- **Task goal**: Take the listing below and reproduce it in full. Change nothing.

- **Material for this exercise**:
//! Query CLI binary.
//!
//! Runs one of the five read patterns against the store snapshot and prints the
//! response envelope as JSON or a table.
//!
//! # Examples
//!
//! ```bash
//! query recent cs.LG --limit 5
//! query author "Alice Smith" --format table
//! query get 2301.00001
//! query daterange cs.LG 2023-01-01 2023-01-31
//! query keyword transformer --limit 10
//! ```

use anyhow::{Context, Result};
use arxiv_projection::{
    config,
    query::{QueryEngine, QueryResponse},
    storage::memory::MemoryStore,
};
use clap::{Parser, Subcommand, ValueEnum};
use comfy_table::{presets::UTF8_FULL, Attribute, Cell, Color, ContentArrangement, Table};
use std::path::PathBuf;
use tracing::{debug, info};
use tracing_subscriber::{fmt, prelude::*, EnvFilter};

/// Output format for query responses
#[derive(Debug, Clone, Copy, ValueEnum)]
enum OutputFormat {
    /// Full response envelope as pretty-printed JSON
    Json,
    /// Human-readable table
    Table,
}

#[derive(Subcommand, Debug)]
enum Command {
    /// Most recent papers in a category
    Recent {
        category: String,
        #[arg(long, default_value_t = config::DEFAULT_QUERY_LIMIT)]
        limit: usize,
    },
    /// All papers by an author (exact name)
    Author { author_name: String },
    /// One paper by arXiv id
    Get { arxiv_id: String },
    /// Papers in a category published between two dates (inclusive)
    Daterange {
        category: String,
        /// First day, YYYY-MM-DD
        start_date: String,
        /// Last day, YYYY-MM-DD
        end_date: String,
    },
    /// Most recent papers for a keyword
    Keyword {
        keyword: String,
        #[arg(long, default_value_t = config::DEFAULT_QUERY_LIMIT)]
        limit: usize,
    },
}

/// Query the paper projection store
#[derive(Parser, Debug)]
#[command(
    name = "query",
    version,
    about = "Run read patterns against the paper projection store",
    long_about = "Runs one of the five access patterns against the store snapshot written by the ingestion binary.

EXAMPLES:
  Ten newest machine learning papers:
    query recent cs.LG --limit 10

  Everything by one author, as a table:
    query author \"Alice Smith\" --format table

  A month of a category:
    query daterange cs.LG 2023-01-01 2023-01-31"
)]
struct Args {
    #[command(subcommand)]
    command: Command,

    /// Store snapshot file
    #[arg(long, global = true, value_name = "PATH", env = config::ENV_STORE_PATH, default_value = config::DEFAULT_STORE_PATH)]
    store_path: PathBuf,

    /// Output format
    #[arg(long, global = true, value_enum, default_value = "json")]
    format: OutputFormat,

    /// Logging verbosity level
    #[arg(long, global = true, default_value = "warn", value_name = "LEVEL")]
    log_level: String,
}

/// Setup logging with the specified level
fn setup_logging(log_level: &str) {
    tracing_subscriber::registry()
        .with(fmt::layer().with_writer(std::io::stderr))
        .with(EnvFilter::try_from_default_env().unwrap_or_else(|_| EnvFilter::new(log_level)))
        .init();
}

async fn execute(engine: &QueryEngine<MemoryStore>, command: &Command) -> Result<QueryResponse> {
    let response = match command {
        Command::Recent { category, limit } => engine.recent_in_category(category, Some(*limit)).await,
        Command::Author { author_name } => engine.papers_by_author(author_name).await,
        Command::Get { arxiv_id } => engine.get_by_id(arxiv_id).await,
        Command::Daterange {
            category,
            start_date,
            end_date,
        } => engine.papers_in_date_range(category, start_date, end_date).await,
        Command::Keyword { keyword, limit } => engine.papers_by_keyword(keyword, Some(*limit)).await,
    };
    response.with_context(|| format!("Query failed: {:?}", command))
}

fn truncate(text: &str, max_chars: usize) -> String {
    if text.chars().count() > max_chars {
        let kept: String = text.chars().take(max_chars.saturating_sub(3)).collect();
        format!("{}...", kept)
    } else {
        text.to_string()
    }
}

/// Format a response as a pretty table
fn format_response_table(response: &QueryResponse) -> String {
    if response.results.is_empty() {
        return "No results found.".to_string();
    }

    let mut table = Table::new();
    table
        .load_preset(UTF8_FULL)
        .set_content_arrangement(ContentArrangement::Dynamic);

    table.set_header(vec![
        Cell::new("#").add_attribute(Attribute::Bold),
        Cell::new("arXiv id").add_attribute(Attribute::Bold),
        Cell::new("Date").add_attribute(Attribute::Bold),
        Cell::new("Title").add_attribute(Attribute::Bold),
        Cell::new("Authors").add_attribute(Attribute::Bold),
        Cell::new("Categories").add_attribute(Attribute::Bold),
    ]);

    for (idx, item) in response.results.iter().enumerate() {
        let paper = &item.payload;
        table.add_row(vec![
            Cell::new(idx + 1),
            Cell::new(&paper.arxiv_id).fg(Color::Cyan),
            Cell::new(&paper.published_date),
            Cell::new(truncate(&paper.title, 60)),
            Cell::new(truncate(&paper.authors.join(", "), 40)),
            Cell::new(paper.categories.join(" ")),
        ]);
    }

    table.to_string()
}

/// Format a response as JSON
fn format_response_json(response: &QueryResponse) -> Result<String> {
    serde_json::to_string_pretty(response).with_context(|| "Failed to serialize response to JSON")
}

#[tokio::main]
async fn main() -> Result<()> {
    let args = Args::parse();

    setup_logging(&args.log_level);
    debug!("CLI arguments: {:?}", args);

    if !args.store_path.exists() {
        anyhow::bail!(
            "Store snapshot not found: {}\n\
             Please run the ingestion binary first to create it.",
            args.store_path.display()
        );
    }

    info!("Loading store from: {}", args.store_path.display());
    let store = MemoryStore::open(&args.store_path)
        .await
        .with_context(|| format!("Failed to open store snapshot {}", args.store_path.display()))?;
    let engine = QueryEngine::new(store);

    let response = execute(&engine, &args.command).await?;

    match args.format {
        OutputFormat::Table => {
            println!("{}", format_response_table(&response));
            println!(
                "\n{}: {} results in {}ms",
                response.query_type, response.count, response.execution_time_ms
            );
        }
        OutputFormat::Json => {
            println!("{}", format_response_json(&response)?);
        }
    }

    Ok(())
}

- **Task output**:
//! Query CLI binary.
//!
//! Runs one of the five read patterns against the store snapshot and prints the
//! response envelope as JSON or a table.
//!
//! # Examples
//!
//! ```bash
//! query recent cs.LG --limit 5
//! query author "Alice Smith" --format table
//! query get 2301.00001
//! query daterange cs.LG 2023-01-01 2023-01-31
//! query keyword transformer --limit 10
//! ```

use anyhow::{Context, Result};
use arxiv_projection::{
    config,
    query::{QueryEngine, QueryResponse},
    storage::memory::MemoryStore,
};
use clap::{Parser, Subcommand, ValueEnum};
use comfy_table::{presets::UTF8_FULL, Attribute, Cell, Color, ContentArrangement, Table};
use std::path::PathBuf;
use tracing::{debug, info};
use tracing_subscriber::{fmt, prelude::*, EnvFilter};

/// Output format for query responses
#[derive(Debug, Clone, Copy, ValueEnum)]
enum OutputFormat {
    /// Full response envelope as pretty-printed JSON
    Json,
    /// Human-readable table
    Table,
}

#[derive(Subcommand, Debug)]
enum Command {
    /// Most recent papers in a category
    Recent {
        category: String,
        #[arg(long, default_value_t = config::DEFAULT_QUERY_LIMIT)]
        limit: usize,
    },
    /// All papers by an author (exact name)
    Author { author_name: String },
    /// One paper by arXiv id
    Get { arxiv_id: String },
    /// Papers in a category published between two dates (inclusive)
    Daterange {
        category: String,
        /// First day, YYYY-MM-DD
        start_date: String,
        /// Last day, YYYY-MM-DD
        end_date: String,
    },
    /// Most recent papers for a keyword
    Keyword {
        keyword: String,
        #[arg(long, default_value_t = config::DEFAULT_QUERY_LIMIT)]
        limit: usize,
    },
}

/// Query the paper projection store
#[derive(Parser, Debug)]
#[command(
    name = "query",
    version,
    about = "Run read patterns against the paper projection store",
    long_about = "Runs one of the five access patterns against the store snapshot written by the ingestion binary.

EXAMPLES:
  Ten newest machine learning papers:
    query recent cs.LG --limit 10

  Everything by one author, as a table:
    query author \"Alice Smith\" --format table

  A month of a category:
    query daterange cs.LG 2023-01-01 2023-01-31"
)]
struct Args {
    #[command(subcommand)]
    command: Command,

    /// Store snapshot file
    #[arg(long, global = true, value_name = "PATH", env = config::ENV_STORE_PATH, default_value = config::DEFAULT_STORE_PATH)]
    store_path: PathBuf,

    /// Output format
    #[arg(long, global = true, value_enum, default_value = "json")]
    format: OutputFormat,

    /// Logging verbosity level
    #[arg(long, global = true, default_value = "warn", value_name = "LEVEL")]
    log_level: String,
}

/// Setup logging with the specified level
fn setup_logging(log_level: &str) {
    tracing_subscriber::registry()
        .with(fmt::layer().with_writer(std::io::stderr))
        .with(EnvFilter::try_from_default_env().unwrap_or_else(|_| EnvFilter::new(log_level)))
        .init();
}

async fn execute(engine: &QueryEngine<MemoryStore>, command: &Command) -> Result<QueryResponse> {
    let response = match command {
        Command::Recent { category, limit } => engine.recent_in_category(category, Some(*limit)).await,
        Command::Author { author_name } => engine.papers_by_author(author_name).await,
        Command::Get { arxiv_id } => engine.get_by_id(arxiv_id).await,
        Command::Daterange {
            category,
            start_date,
            end_date,
        } => engine.papers_in_date_range(category, start_date, end_date).await,
        Command::Keyword { keyword, limit } => engine.papers_by_keyword(keyword, Some(*limit)).await,
    };
    response.with_context(|| format!("Query failed: {:?}", command))
}

fn truncate(text: &str, max_chars: usize) -> String {
    if text.chars().count() > max_chars {
        let kept: String = text.chars().take(max_chars.saturating_sub(3)).collect();
        format!("{}...", kept)
    } else {
        text.to_string()
    }
}

/// Format a response as a pretty table
fn format_response_table(response: &QueryResponse) -> String {
    if response.results.is_empty() {
        return "No results found.".to_string();
    }

    let mut table = Table::new();
    table
        .load_preset(UTF8_FULL)
        .set_content_arrangement(ContentArrangement::Dynamic);

    table.set_header(vec![
        Cell::new("#").add_attribute(Attribute::Bold),
        Cell::new("arXiv id").add_attribute(Attribute::Bold),
        Cell::new("Date").add_attribute(Attribute::Bold),
        Cell::new("Title").add_attribute(Attribute::Bold),
        Cell::new("Authors").add_attribute(Attribute::Bold),
        Cell::new("Categories").add_attribute(Attribute::Bold),
    ]);

    for (idx, item) in response.results.iter().enumerate() {
        let paper = &item.payload;
        table.add_row(vec![
            Cell::new(idx + 1),
            Cell::new(&paper.arxiv_id).fg(Color::Cyan),
            Cell::new(&paper.published_date),
            Cell::new(truncate(&paper.title, 60)),
            Cell::new(truncate(&paper.authors.join(", "), 40)),
            Cell::new(paper.categories.join(" ")),
        ]);
    }

    table.to_string()
}

/// Format a response as JSON
fn format_response_json(response: &QueryResponse) -> Result<String> {
    serde_json::to_string_pretty(response).with_context(|| "Failed to serialize response to JSON")
}

#[tokio::main]
async fn main() -> Result<()> {
    let args = Args::parse();

    setup_logging(&args.log_level);
    debug!("CLI arguments: {:?}", args);

    if !args.store_path.exists() {
        anyhow::bail!(
            "Store snapshot not found: {}\n\
             Please run the ingestion binary first to create it.",
            args.store_path.display()
        );
    }

    info!("Loading store from: {}", args.store_path.display());
    let store = MemoryStore::open(&args.store_path)
        .await
        .with_context(|| format!("Failed to open store snapshot {}", args.store_path.display()))?;
    let engine = QueryEngine::new(store);

    let response = execute(&engine, &args.command).await?;

    match args.format {
        OutputFormat::Table => {
            println!("{}", format_response_table(&response));
            println!(
                "\n{}: {} results in {}ms",
                response.query_type, response.count, response.execution_time_ms
            );
        }
        OutputFormat::Json => {
            println!("{}", format_response_json(&response)?);
        }
    }

    Ok(())
}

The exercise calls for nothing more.